85th anniversary of first flight over Mount Everest
Incredible images show how two daredevil British pilots became the first people to fly over Mount Everest as the feat hits its 85th anniversary.
This 1933 image of Everest is taken from footage captured by the first people ever to fly over the summit (Image: Public Domain /mediadrumworld)
Aviation experts told Lieutenant David McIntyre and Sir Douglas Douglas-Hamilton the flight was impossible and it could be up to a century before planes were up to it.
But using two Westland biplanes that took 15 years to modify, they proved them wrong – conquering the summit by air 20 years before the first mountaineers got there.
Footage shot on April 3, 1933, shows McIntyre and Douglas-Hamilton, who had planned to film their flights for a geographical survey, taking off in Nepal.
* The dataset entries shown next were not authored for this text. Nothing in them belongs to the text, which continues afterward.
#[async_trait::async_trait]
impl Storage for JsonStorage {
    async fn save_roadmap(&mut self, roadmap: &Roadmap) -> Result<()> {
        let path = self.roadmap_path(roadmap.id);
        self.write_record("roadmaps", &path, &roadmap.id.to_string(), roadmap)
            .await
    }

    async fn load_roadmap(&self, id: RoadmapId) -> Result<Option<Roadmap>> {
        read_json(&self.roadmap_path(id)).await
    }

    async fn load_roadmap_by_user(&self, user_id: &UserId) -> Result<Option<Roadmap>> {
        let all: Vec<Roadmap> = list_dir(&self.root.join("roadmaps")).await?;
        Ok(all.into_iter().find(|r| r.user_id == *user_id))
    }

    async fn delete_roadmap(&mut self, id: RoadmapId) -> Result<()> {
        remove_if_exists(&self.roadmap_path(id)).await
    }

    async fn save_phase(&mut self, phase: &Phase) -> Result<()> {
        let path = self.phase_path(phase.id);
        self.write_record("phases", &path, &phase.id.to_string(), phase).await
    }

    async fn load_phase(&self, id: PhaseId) -> Result<Option<Phase>> {
        read_json(&self.phase_path(id)).await
    }

    async fn list_phases(&self, roadmap_id: RoadmapId) -> Result<Vec<Phase>> {
        let mut phases: Vec<Phase> = list_dir(&self.root.join("phases")).await?;
        phases.retain(|p| p.roadmap_id == roadmap_id);
        phases.sort_by_key(|p| p.phase_index);
        Ok(phases)
    }

    async fn delete_phases(&mut self, roadmap_id: RoadmapId) -> Result<()> {
        let phases = self.list_phases(roadmap_id).await?;
        for phase in phases {
            let activities = self.list_activities(phase.id).await?;
            for activity in activities {
                remove_if_exists(&self.activity_path(activity.id)).await?;
            }
            remove_if_exists(&self.phase_path(phase.id)).await?;
        }
        Ok(())
    }

    async fn save_activity(&mut self, activity: &Activity) -> Result<()> {
        let path = self.activity_path(activity.id);
        self.write_record("activities", &path, &activity.id.to_string(), activity)
            .await
    }

    async fn load_activity(&self, id: ActivityId) -> Result<Option<Activity>> {
        read_json(&self.activity_path(id)).await
    }

    async fn list_activities(&self, phase_id: PhaseId) -> Result<Vec<Activity>> {
        let mut activities: Vec<Activity> = list_dir(&self.root.join("activities")).await?;
        activities.retain(|a| a.phase_id == phase_id);
        activities.sort_by_key(|a| a.activity_index);
        Ok(activities)
    }

    async fn apply_progress_update(
        &mut self,
        activity: &Activity,
        phase: &Phase,
        roadmap: &Roadmap,
    ) -> Result<()> {
        // Serialize everything up front so an encoding failure aborts
        // before any file is touched.
        let targets = [
            (self.activity_path(activity.id), serde_json::to_string_pretty(activity)?),
            (self.phase_path(phase.id), serde_json::to_string_pretty(phase)?),
            (self.roadmap_path(roadmap.id), serde_json::to_string_pretty(roadmap)?),
        ];

        // Capture prior contents for rollback.
        let mut originals: Vec<Option<String>> = Vec::with_capacity(targets.len());
        for (path, _) in &targets {
            match fs::read_to_string(path).await {
                Ok(s) => originals.push(Some(s)),
                Err(e) if e.kind() == std::io::ErrorKind::NotFound => originals.push(None),
                Err(e) => return Err(e.into()),
            }
        }

        for (written, (path, json)) in targets.iter().enumerate() {
            if let Err(e) = fs::write(path, json.as_bytes()).await {
                // Undo the files already replaced so no partial update
                // remains observable.
                for (path, original) in targets.iter().map(|(p, _)| p).zip(&originals).take(written) {
                    let restore = match original {
                        Some(s) => fs::write(path, s.as_bytes()).await,
                        None => remove_if_exists(path).await.map_err(|e| match e {
                            StorageError::Io(io) => io,
                            other => std::io::Error::other(other.to_string()),
                        }),
                    };
                    if let Err(restore_err) = restore {
                        warn!(path = %path.display(), error = %restore_err, "rollback write failed");
                    }
                }
                return Err(e.into());
            }
        }

        self.bump_version("activities", &activity.id.to_string()).await?;
        self.bump_version("phases", &phase.id.to_string()).await?;
        self.bump_version("roadmaps", &roadmap.id.to_string()).await?;
        Ok(())
    }

    async fn save_preferences(&mut self, preferences: &UserPreferences) -> Result<()> {
        let path = self.preferences_path(&preferences.user_id);
        self.write_record("preferences", &path, preferences.user_id.as_str(), preferences)
            .await
    }

    async fn load_preferences(&self, user_id: &UserId) -> Result<Option<UserPreferences>> {
        read_json(&self.preferences_path(user_id)).await
    }

    async fn save_track(&mut self, track: &Track) -> Result<()> {
        let path = self.root.join("tracks").join(format!("{}.json", track.id));
        self.write_record("tracks", &path, &track.id.to_string(), track).await
    }

    async fn list_tracks(&self) -> Result<Vec<Track>> {
        let mut tracks: Vec<Track> = list_dir(&self.root.join("tracks")).await?;
        tracks.sort_by(|a, b| a.name.cmp(&b.name));
        Ok(tracks)
    }

    async fn save_topic(&mut self, topic: &Topic) -> Result<()> {
        let path = self.root.join("topics").join(format!("{}.json", topic.id));
        self.write_record("topics", &path, &topic.id.to_string(), topic).await
    }

    async fn list_topics(&self) -> Result<Vec<Topic>> {
        let mut topics: Vec<Topic> = list_dir(&self.root.join("topics")).await?;
        topics.sort_by(|a, b| a.name.cmp(&b.name));
        Ok(topics)
    }
}
//! Progress Tracking
//!
//! Activity completion aggregation, sequential phase unlocking, and
//! dashboard analytics.
//!
//! The aggregator maintains one invariant: phase and roadmap percentages
//! always equal `100 * completed / total` over their activity sets (0 for
//! empty sets). Unlock state is never persisted; it is derived from phase
//! progress on every read.

#![warn(missing_docs)]

pub mod aggregator;
pub mod gate;
pub mod analytics;

mod error;

#[cfg(test)]
pub(crate) mod testing;

pub use aggregator::{
    phase_progress, overall_progress, ActivitySummary, ProgressAggregator, ProgressSnapshot,
    ToggleOutcome,
};
pub use gate::{is_phase_unlocked, unlock_states};
pub use analytics::{
    dashboard, CurrentPhase, DashboardAnalytics, RecentActivity, UpcomingActivity,
};
pub use error::ProgressError;
//! Draft document produced by the external curriculum generator.
//!
//! The generator is an external collaborator: it returns one JSON document
//! describing the whole roadmap. This module only defines the wire shape;
//! turning a draft into persisted records is the roadmap service's job.

use serde::{Deserialize, Serialize};
use crate::roadmap::{ActivityKind, Difficulty};

/// A complete generated roadmap, not yet persisted.
#[derive(Debug, Clone, Serialize, Deserialize)]
#[serde(rename_all = "camelCase")]
pub struct RoadmapDraft {
    /// Roadmap title
    pub title: String,

    /// Overall description
    pub description: String,

    /// Difficulty the generator targeted
    pub difficulty_level: Difficulty,

    /// Track name carried on the save payload. Optional; when absent it is
    /// resolved from the user's onboarding track at save time.
    #[serde(default, skip_serializing_if = "Option::is_none")]
    pub track_name: Option<String>,

    /// Estimated total duration in days
    pub estimated_days: u32,

    /// Total number of activities across all phases
    pub total_activities: u32,

    /// Ordered learning phases
    pub phases: Vec<PhaseDraft>,
}

/// One phase of a generated roadmap.
#[derive(Debug, Clone, Serialize, Deserialize)]
#[serde(rename_all = "camelCase")]
pub struct PhaseDraft {
    /// Phase name
    pub name: String,

    /// Description
    pub description: String,

    /// Learning objectives
    #[serde(default)]
    pub objectives: Vec<String>,

    /// Topics covered
    #[serde(default)]
    pub topics: Vec<String>,

    /// Estimated duration in days
    pub estimated_days: u32,

    /// Prerequisites named by the generator (informational only)
    #[serde(default)]
    pub prerequisites: Vec<String>,

    /// Ordered activities
    pub activities: Vec<ActivityDraft>,
}

/// One activity of a generated phase.
#[derive(Debug, Clone, Serialize, Deserialize)]
#[serde(rename_all = "camelCase")]
pub struct ActivityDraft {
    /// Activity name
    pub name: String,

    /// Description
    pub description: String,

    /// Kind of work ("project" | "reading" | "exercise" | "quiz")
    #[serde(rename = "type")]
    pub kind: ActivityKind,

    /// Estimated effort in hours
    pub estimated_hours: f32,
}

impl RoadmapDraft {
    /// Count the activities actually present in the draft's phases.
    ///
    /// Generators occasionally return a `totalActivities` that disagrees
    /// with the tree they produced; callers should trust this count.
    pub fn activity_count(&self) -> usize {
        self.phases.iter().map(|p| p.activities.len()).sum()
    }
}

#[cfg(test)]
mod tests {
    use super::*;

    const SAMPLE: &str = r#"{
        "title": "Frontend Foundations",
        "description": "A 90-day path into modern frontend work",
        "difficultyLevel": "Beginner",
        "estimatedDays": 90,
        "totalActivities": 3,
        "phases": [
            {
                "name": "HTML & CSS",
                "description": "Markup and styling fundamentals",
                "objectives": ["Build static pages"],
                "topics": ["HTML & CSS"],
                "estimatedDays": 30,
                "prerequisites": [],
                "activities": [
                    {
                        "name": "Read MDN HTML guide",
                        "description": "Core document structure",
                        "type": "reading",
                        "estimatedHours": 6.0
                    },
                    {
                        "name": "Build a landing page",
                        "description": "Static page from a mockup",
                        "type": "project",
                        "estimatedHours": 10.0
                    }
                ]
            },
            {
                "name": "JavaScript",
                "description": "Language fundamentals",
                "estimatedDays": 60,
                "activities": [
                    {
                        "name": "Scope and closures quiz",
                        "description": "Check understanding",
                        "type": "quiz",
                        "estimatedHours": 1.5
                    }
                ]
            }
        ]
    }"#;

    #[test]
    fn test_draft_deserializes_generator_output() {
        let draft: RoadmapDraft = serde_json::from_str(SAMPLE).unwrap();
        assert_eq!(draft.title, "Frontend Foundations");
        assert_eq!(draft.difficulty_level, Difficulty::Beginner);
        assert_eq!(draft.phases.len(), 2);
        assert_eq!(draft.phases[0].activities[1].kind, ActivityKind::Project);
        // Missing optional arrays default to empty
        assert!(draft.phases[1].objectives.is_empty());
        assert!(draft.phases[1].prerequisites.is_empty());
    }

    #[test]
    fn test_activity_count_ignores_declared_total() {
        let draft: RoadmapDraft = serde_json::from_str(SAMPLE).unwrap();
        assert_eq!(draft.total_activities, 3);
        assert_eq!(draft.activity_count(), 3);
    }
}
This 85-year-old footage has re-emerged this week and was taken by Lieutenant David McIntyre and Sir Douglas Douglas-Hamilton (Image: Public Domain /mediadrumworld)
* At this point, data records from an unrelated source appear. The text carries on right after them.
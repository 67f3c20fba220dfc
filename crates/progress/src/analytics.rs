//! Dashboard analytics.
//!
//! Pure calculations over a loaded roadmap tree: completion statistics,
//! learning streak, current phase, recent and upcoming activities, and a
//! pace-based completion estimate. Percentages are rounded here because
//! these values exist for display; the aggregator itself never rounds.

use chrono::{Duration, NaiveDate};
use devmate_core::{Activity, ActivityKind, Difficulty, Phase, Roadmap, Time};
use serde::Serialize;

/// Assumed learning pace for the completion estimate, in hours per day.
const HOURS_PER_DAY: f32 = 2.0;

/// How many recent completions to surface.
const RECENT_LIMIT: usize = 5;

/// Summary statistics for the dashboard.
#[derive(Debug, Clone, Serialize)]
#[serde(rename_all = "camelCase")]
pub struct DashboardAnalytics {
    /// Roadmap title
    pub roadmap_title: String,

    /// Track the roadmap was generated for
    pub track_name: String,

    /// Difficulty label
    pub difficulty: Difficulty,

    /// Overall progress, rounded for display
    pub overall_progress: i32,

    /// Completed / total ratio as a rounded percentage
    pub completion_rate: i32,

    /// Number of completed activities
    pub completed_activities: usize,

    /// Total number of activities
    pub total_activities: usize,

    /// Consecutive days (ending today or yesterday) with a completion
    pub current_streak: u32,

    /// First phase below 100 percent, or the last phase when all are done
    pub current_phase: Option<CurrentPhase>,

    /// Most recent completions, newest first
    pub recent_activities: Vec<RecentActivity>,

    /// Next incomplete activity in phase/activity order
    pub upcoming_activity: Option<UpcomingActivity>,

    /// Days left at the assumed pace
    pub estimated_days_remaining: i64,

    /// Projected completion date
    pub estimated_completion: Time,
}

/// The phase the user is currently working through.
#[derive(Debug, Clone, Serialize)]
#[serde(rename_all = "camelCase")]
pub struct CurrentPhase {
    /// Zero-based phase index
    pub index: u32,

    /// Phase name
    pub name: String,

    /// Phase progress (0-100)
    pub progress: f32,
}

/// A recently completed activity.
#[derive(Debug, Clone, Serialize)]
#[serde(rename_all = "camelCase")]
pub struct RecentActivity {
    /// Activity name
    pub name: String,

    /// Kind of work
    pub kind: ActivityKind,

    /// When it was completed
    pub completed_at: Time,

    /// Name of the owning phase
    pub phase_name: String,
}

/// The next activity waiting to be done.
#[derive(Debug, Clone, Serialize)]
#[serde(rename_all = "camelCase")]
pub struct UpcomingActivity {
    /// Activity name
    pub name: String,

    /// Kind of work
    pub kind: ActivityKind,

    /// Estimated effort in hours
    pub estimated_hours: f32,

    /// Name of the owning phase
    pub phase_name: String,
}

/// Compute dashboard analytics for a loaded roadmap tree.
///
/// `phases` must be ordered by `phase_index` with each activity set ordered
/// by `activity_index`.
pub fn dashboard(
    roadmap: &Roadmap,
    phases: &[(Phase, Vec<Activity>)],
    now: Time,
) -> DashboardAnalytics {
    let total_activities: usize = phases.iter().map(|(_, set)| set.len()).sum();
    let completed_activities: usize = phases
        .iter()
        .map(|(_, set)| set.iter().filter(|a| a.completed).count())
        .sum();

    let completion_rate = if total_activities > 0 {
        (completed_activities as f32 / total_activities as f32 * 100.0).round() as i32
    } else {
        0
    };

    let current_phase = phases
        .iter()
        .find(|(phase, _)| phase.progress < 100.0)
        .or_else(|| phases.last())
        .map(|(phase, _)| CurrentPhase {
            index: phase.phase_index,
            name: phase.name.clone(),
            progress: phase.progress,
        });

    let mut completions: Vec<(&Phase, &Activity, Time)> = phases
        .iter()
        .flat_map(|(phase, set)| {
            set.iter()
                .filter_map(move |a| a.completed_at.map(|at| (phase, a, at)))
        })
        .collect();
    completions.sort_by(|a, b| b.2.cmp(&a.2));

    let recent_activities = completions
        .iter()
        .take(RECENT_LIMIT)
        .map(|(phase, activity, at)| RecentActivity {
            name: activity.name.clone(),
            kind: activity.kind,
            completed_at: *at,
            phase_name: phase.name.clone(),
        })
        .collect();

    let upcoming_activity = phases.iter().find_map(|(phase, set)| {
        set.iter().find(|a| !a.completed).map(|a| UpcomingActivity {
            name: a.name.clone(),
            kind: a.kind,
            estimated_hours: a.estimated_hours,
            phase_name: phase.name.clone(),
        })
    });

    let remaining_hours: f32 = phases
        .iter()
        .flat_map(|(_, set)| set.iter())
        .filter(|a| !a.completed)
        .map(|a| a.estimated_hours)
        .sum();
    let estimated_days_remaining = (remaining_hours / HOURS_PER_DAY).ceil() as i64;
    let estimated_completion = now + Duration::days(estimated_days_remaining);

    let completion_dates: Vec<NaiveDate> =
        completions.iter().map(|(_, _, at)| at.date_naive()).collect();
    let current_streak = streak(&completion_dates, now.date_naive());

    DashboardAnalytics {
        roadmap_title: roadmap.title.clone(),
        track_name: roadmap.track_name.clone(),
        difficulty: roadmap.difficulty,
        overall_progress: roadmap.overall_progress.round() as i32,
        completion_rate,
        completed_activities,
        total_activities,
        current_streak,
        current_phase,
        recent_activities,
        upcoming_activity,
        estimated_days_remaining,
        estimated_completion,
    }
}

/// Count consecutive days with at least one completion, walking back from
/// today (or yesterday, when nothing was completed today).
///
/// `dates` must be sorted newest first; duplicates are tolerated.
fn streak(dates: &[NaiveDate], today: NaiveDate) -> u32 {
    let mut distinct: Vec<NaiveDate> = dates.to_vec();
    distinct.dedup();

    let Some(&most_recent) = distinct.first() else {
        return 0;
    };
    let Some(yesterday) = today.pred_opt() else {
        return 0;
    };
    if most_recent != today && most_recent != yesterday {
        return 0;
    }

    let mut count = 0u32;
    let mut cursor = most_recent;
    for &date in &distinct {
        if date != cursor {
            break;
        }
        count += 1;
        match cursor.pred_opt() {
            Some(previous) => cursor = previous,
            None => break,
        }
    }
    count
}

#[cfg(test)]
mod tests {
    use super::*;
    use crate::testing::fixture;
    use chrono::{TimeZone, Utc};
    use devmate_core::UserId;

    fn at(rfc3339: &str) -> Time {
        chrono::DateTime::parse_from_rfc3339(rfc3339)
            .unwrap()
            .with_timezone(&Utc)
    }

    fn tree_with_completions() -> (Roadmap, Vec<(Phase, Vec<Activity>)>) {
        let tree = fixture::roadmap_tree(&UserId::new("u"), &[2, 2]);
        let mut roadmap = tree.roadmap.clone();
        roadmap.overall_progress = 50.0;

        let mut phases: Vec<(Phase, Vec<Activity>)> = tree
            .phases
            .iter()
            .cloned()
            .zip(tree.activities_by_phase())
            .collect();

        // Two completions on consecutive days in phase 0.
        phases[0].0.progress = 100.0;
        phases[0].1[0].completed = true;
        phases[0].1[0].completed_at = Some(at("2026-08-05T09:00:00Z"));
        phases[0].1[1].completed = true;
        phases[0].1[1].completed_at = Some(at("2026-08-06T10:00:00Z"));

        (roadmap, phases)
    }

    #[test]
    fn test_dashboard_counts_and_rates() {
        let (roadmap, phases) = tree_with_completions();
        let analytics = dashboard(&roadmap, &phases, at("2026-08-06T12:00:00Z"));

        assert_eq!(analytics.total_activities, 4);
        assert_eq!(analytics.completed_activities, 2);
        assert_eq!(analytics.completion_rate, 50);
        assert_eq!(analytics.overall_progress, 50);
    }

    #[test]
    fn test_current_phase_is_first_incomplete() {
        let (roadmap, phases) = tree_with_completions();
        let analytics = dashboard(&roadmap, &phases, at("2026-08-06T12:00:00Z"));

        let current = analytics.current_phase.unwrap();
        assert_eq!(current.index, 1);
        assert_eq!(current.progress, 0.0);
    }

    #[test]
    fn test_current_phase_falls_back_to_last_when_all_done() {
        let (roadmap, mut phases) = tree_with_completions();
        for (phase, set) in &mut phases {
            phase.progress = 100.0;
            for activity in set {
                activity.completed = true;
                activity.completed_at = Some(at("2026-08-06T08:00:00Z"));
            }
        }
        let analytics = dashboard(&roadmap, &phases, at("2026-08-06T12:00:00Z"));
        assert_eq!(analytics.current_phase.unwrap().index, 1);
    }

    #[test]
    fn test_recent_and_upcoming() {
        let (roadmap, phases) = tree_with_completions();
        let analytics = dashboard(&roadmap, &phases, at("2026-08-06T12:00:00Z"));

        // Newest completion first
        assert_eq!(analytics.recent_activities.len(), 2);
        assert_eq!(
            analytics.recent_activities[0].completed_at,
            at("2026-08-06T10:00:00Z")
        );

        // Next incomplete is the first activity of phase 1
        let upcoming = analytics.upcoming_activity.unwrap();
        assert_eq!(upcoming.phase_name, phases[1].0.name);
    }

    #[test]
    fn test_streak_counts_consecutive_days() {
        let today = at("2026-08-06T12:00:00Z").date_naive();
        let dates = vec![
            at("2026-08-06T10:00:00Z").date_naive(),
            at("2026-08-05T09:00:00Z").date_naive(),
            at("2026-08-04T09:00:00Z").date_naive(),
            // Gap
            at("2026-08-01T09:00:00Z").date_naive(),
        ];
        assert_eq!(streak(&dates, today), 3);
    }

    #[test]
    fn test_streak_allows_starting_yesterday() {
        let today = at("2026-08-06T12:00:00Z").date_naive();
        let dates = vec![
            at("2026-08-05T09:00:00Z").date_naive(),
            at("2026-08-04T09:00:00Z").date_naive(),
        ];
        assert_eq!(streak(&dates, today), 2);
    }

    #[test]
    fn test_streak_broken_by_older_completions() {
        let today = at("2026-08-06T12:00:00Z").date_naive();
        let dates = vec![at("2026-08-03T09:00:00Z").date_naive()];
        assert_eq!(streak(&dates, today), 0);
        assert_eq!(streak(&[], today), 0);
    }

    #[test]
    fn test_streak_same_day_counts_once() {
        let today = Utc.with_ymd_and_hms(2026, 8, 6, 12, 0, 0).unwrap().date_naive();
        let dates = vec![today, today, today];
        assert_eq!(streak(&dates, today), 1);
    }

    #[test]
    fn test_estimated_completion_uses_pace() {
        let (roadmap, phases) = tree_with_completions();
        let now = at("2026-08-06T12:00:00Z");
        let analytics = dashboard(&roadmap, &phases, now);

        // Two incomplete activities at 2.0h each -> 4h -> 2 days at 2h/day
        assert_eq!(analytics.estimated_days_remaining, 2);
        assert_eq!(analytics.estimated_completion, now + Duration::days(2));
    }

    #[test]
    fn test_empty_roadmap_is_all_zeroes() {
        let tree = fixture::roadmap_tree(&UserId::new("u"), &[]);
        let analytics = dashboard(&tree.roadmap, &[], at("2026-08-06T12:00:00Z"));

        assert_eq!(analytics.total_activities, 0);
        assert_eq!(analytics.completion_rate, 0);
        assert_eq!(analytics.current_streak, 0);
        assert!(analytics.current_phase.is_none());
        assert!(analytics.upcoming_activity.is_none());
        assert_eq!(analytics.estimated_days_remaining, 0);
    }
}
The plane had open cabins and the pilots had been told that flying it at such a height was a death wish (Image: Public Domain /mediadrumworld)
With open cabins, they were vulnerable to issues of cold, air pressure, oxygen and altitude.
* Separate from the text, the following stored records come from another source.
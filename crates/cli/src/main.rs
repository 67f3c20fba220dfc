//! DevMate CLI - personalized learning roadmaps.

use std::sync::Arc;
use anyhow::Result;
use clap::{Parser, Subcommand};
use tracing::Level;
use devmate_core::{RoadmapDraft, UserId};
use devmate_onboarding::{seed_catalog, OnboardingService, OnboardingStatusCache, PreferencesSpec};
use devmate_progress::{analytics, ProgressAggregator};
use devmate_roadmap::{BasicRoadmapManager, RoadmapError, RoadmapManager};
use devmate_storage::{JsonStorage, Storage};
use tokio::sync::Mutex;

#[derive(Parser)]
#[command(name = "devmate")]
#[command(about = "Personalized learning roadmaps", long_about = None)]
struct Cli {
    #[command(subcommand)]
    command: Commands,
}

#[derive(Subcommand)]
enum Commands {
    /// Load the built-in track/topic catalog into storage
    Seed,
    /// Complete the onboarding questionnaire
    Onboard {
        /// User ID
        #[arg(long)]
        user: String,
        /// Track name
        #[arg(long)]
        track: String,
        /// Comma-separated topic names
        #[arg(long)]
        topics: String,
        /// Comma-separated confidence answers (ten scores, 0-5)
        #[arg(long)]
        confidence: String,
    },
    /// Import a generated roadmap draft (JSON file)
    Import {
        /// User ID
        #[arg(long)]
        user: String,
        /// Path to the draft document
        file: std::path::PathBuf,
    },
    /// Show the roadmap with progress and locks
    Show {
        /// User ID
        #[arg(long)]
        user: String,
    },
    /// Toggle an activity's completion
    Toggle {
        /// Activity ID
        id: String,
        /// Mark as not completed instead
        #[arg(long)]
        undo: bool,
    },
    /// Dashboard analytics
    Dashboard {
        /// User ID
        #[arg(long)]
        user: String,
    },
    /// Onboarding and roadmap status
    Status {
        /// User ID
        #[arg(long)]
        user: String,
    },
}

#[tokio::main]
async fn main() -> Result<()> {
    tracing_subscriber::fmt()
        .with_max_level(Level::WARN)
        .init();

    let cli = Cli::parse();

    // Open storage
    let storage_path = std::path::PathBuf::from(".devmate");
    let storage = Arc::new(Mutex::new(JsonStorage::new(&storage_path).await?));

    match cli.command {
        Commands::Seed => {
            seed_catalog(&storage).await?;
            let guard = storage.lock().await;
            let tracks = guard.list_tracks().await?;
            let topics = guard.list_topics().await?;
            println!("Catalog ready: {} tracks, {} topics", tracks.len(), topics.len());
        }
        Commands::Onboard { user, track, topics, confidence } => {
            let confidence = confidence
                .split(',')
                .map(|s| s.trim().parse::<u8>())
                .collect::<Result<Vec<_>, _>>()
                .map_err(|_| anyhow::anyhow!("Confidence answers must be integers"))?;
            let spec = PreferencesSpec {
                track,
                topics: topics.split(',').map(|s| s.trim().to_string()).collect(),
                confidence,
            };

            let service = OnboardingService::new(storage.clone());
            let preferences = service
                .complete_onboarding(&UserId::new(user), spec)
                .await?;
            println!(
                "Onboarding complete: {} topics, average confidence {:.1}",
                preferences.topic_ids.len(),
                devmate_core::average_confidence(&preferences.confidence_scores),
            );
        }
        Commands::Import { user, file } => {
            let json = std::fs::read_to_string(&file)?;
            let draft: RoadmapDraft = serde_json::from_str(&json)?;

            let manager = BasicRoadmapManager::new(storage.clone());
            let roadmap = manager.save_roadmap(&UserId::new(user), &draft).await?;
            println!(
                "Saved roadmap \"{}\" ({}, {} activities over {} days)",
                roadmap.title, roadmap.difficulty, roadmap.total_activities, roadmap.total_days,
            );
        }
        Commands::Show { user } => {
            let manager = BasicRoadmapManager::new(storage.clone());
            let view = manager.load_view(&UserId::new(user)).await?;

            println!("{} [{}] - {:.1}%", view.roadmap.title, view.roadmap.difficulty, view.roadmap.overall_progress);
            println!("{}", view.roadmap.description);
            for phase in &view.phases {
                let lock = if phase.unlocked { "" } else { " (locked)" };
                println!();
                println!(
                    "Phase {}: {} - {:.1}%{}",
                    phase.phase.phase_index + 1,
                    phase.phase.name,
                    phase.phase.progress,
                    lock,
                );
                for activity in &phase.activities {
                    let mark = if activity.completed { "x" } else { " " };
                    println!(
                        "  [{}] {} | {} | {}h | {}",
                        mark, activity.id, activity.kind, activity.estimated_hours, activity.name,
                    );
                }
            }
        }
        Commands::Toggle { id, undo } => {
            let aggregator = ProgressAggregator::new(storage.clone());
            let outcome = aggregator.toggle_by_str(&id, !undo).await?;

            let state = if outcome.activity.completed { "completed" } else { "not completed" };
            println!("Activity {} marked {}", outcome.activity.id, state);
            println!("  Phase progress:   {:.1}%", outcome.phase_progress);
            println!("  Overall progress: {:.1}%", outcome.overall_progress);
        }
        Commands::Dashboard { user } => {
            let manager = BasicRoadmapManager::new(storage.clone());
            let view = manager.load_view(&UserId::new(user)).await?;
            let stats = analytics::dashboard(&view.roadmap, &view.phase_sets(), chrono::Utc::now());

            println!("{} ({})", stats.roadmap_title, stats.track_name);
            println!("  Progress: {}% ({}/{} activities)", stats.completion_rate, stats.completed_activities, stats.total_activities);
            println!("  Streak:   {} day(s)", stats.current_streak);
            if let Some(phase) = &stats.current_phase {
                println!("  Current phase: {} ({:.1}%)", phase.name, phase.progress);
            }
            if let Some(next) = &stats.upcoming_activity {
                println!("  Up next: {} ({}, {}h) in {}", next.name, next.kind, next.estimated_hours, next.phase_name);
            }
            if !stats.recent_activities.is_empty() {
                println!("  Recently completed:");
                for recent in &stats.recent_activities {
                    println!("    {} - {} ({})", recent.completed_at.format("%Y-%m-%d"), recent.name, recent.phase_name);
                }
            }
            println!(
                "  Estimated completion: {} ({} day(s) left)",
                stats.estimated_completion.format("%Y-%m-%d"),
                stats.estimated_days_remaining,
            );
        }
        Commands::Status { user } => {
            let user_id = UserId::new(user);

            let mut cache = OnboardingStatusCache::new(storage.clone());
            let onboarded = cache.status(&user_id).await;
            println!("Onboarding: {}", if onboarded { "completed" } else { "not completed" });

            if onboarded {
                let service = OnboardingService::new(storage.clone());
                if let Some(summary) = service.preferences_summary(&user_id).await? {
                    let track = summary.track_name.as_deref().unwrap_or("unknown track");
                    println!("  Track:  {} ({} topics)", track, summary.topics_count);
                }
            }

            let manager = BasicRoadmapManager::new(storage.clone());
            match manager.load_view(&user_id).await {
                Ok(view) => {
                    let unlocked = view.phases.iter().filter(|p| p.unlocked).count();
                    println!(
                        "Roadmap: {} - {:.1}% ({}/{} phases unlocked)",
                        view.roadmap.title,
                        view.roadmap.overall_progress,
                        unlocked,
                        view.phases.len(),
                    );
                }
                Err(RoadmapError::NotFound(_)) => println!("Roadmap: none"),
                Err(e) => return Err(e.into()),
            }
        }
    }

    Ok(())
}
But they managed to fly higher than anyone previously and were recorded taking in the north-east ridge of the world’s highest mountain, a route long used by climbers.
The record-making flight saw the tiny plane clearing the 29,000ft summit by a hare’s breadth (Image: Public Domain /mediadrumworld)
The pair then passed over its 29,000ft summit – each plane clearing it by just a matter of feet.
Speaking afterwards Douglas-Hamilton, the Marquis of Douglas and Clydesdale, said: “After 30 minutes’ flying we passed over Forbesganj [in India], our forward emergency landing ground.
And, at a height of 19,000 feet, Everest first became visible above the haze.”
The first mountaineers to conquer Everest were Sir Edmund Hillary and Tenzing Norgay, a Sherpa, on May 29, 1953.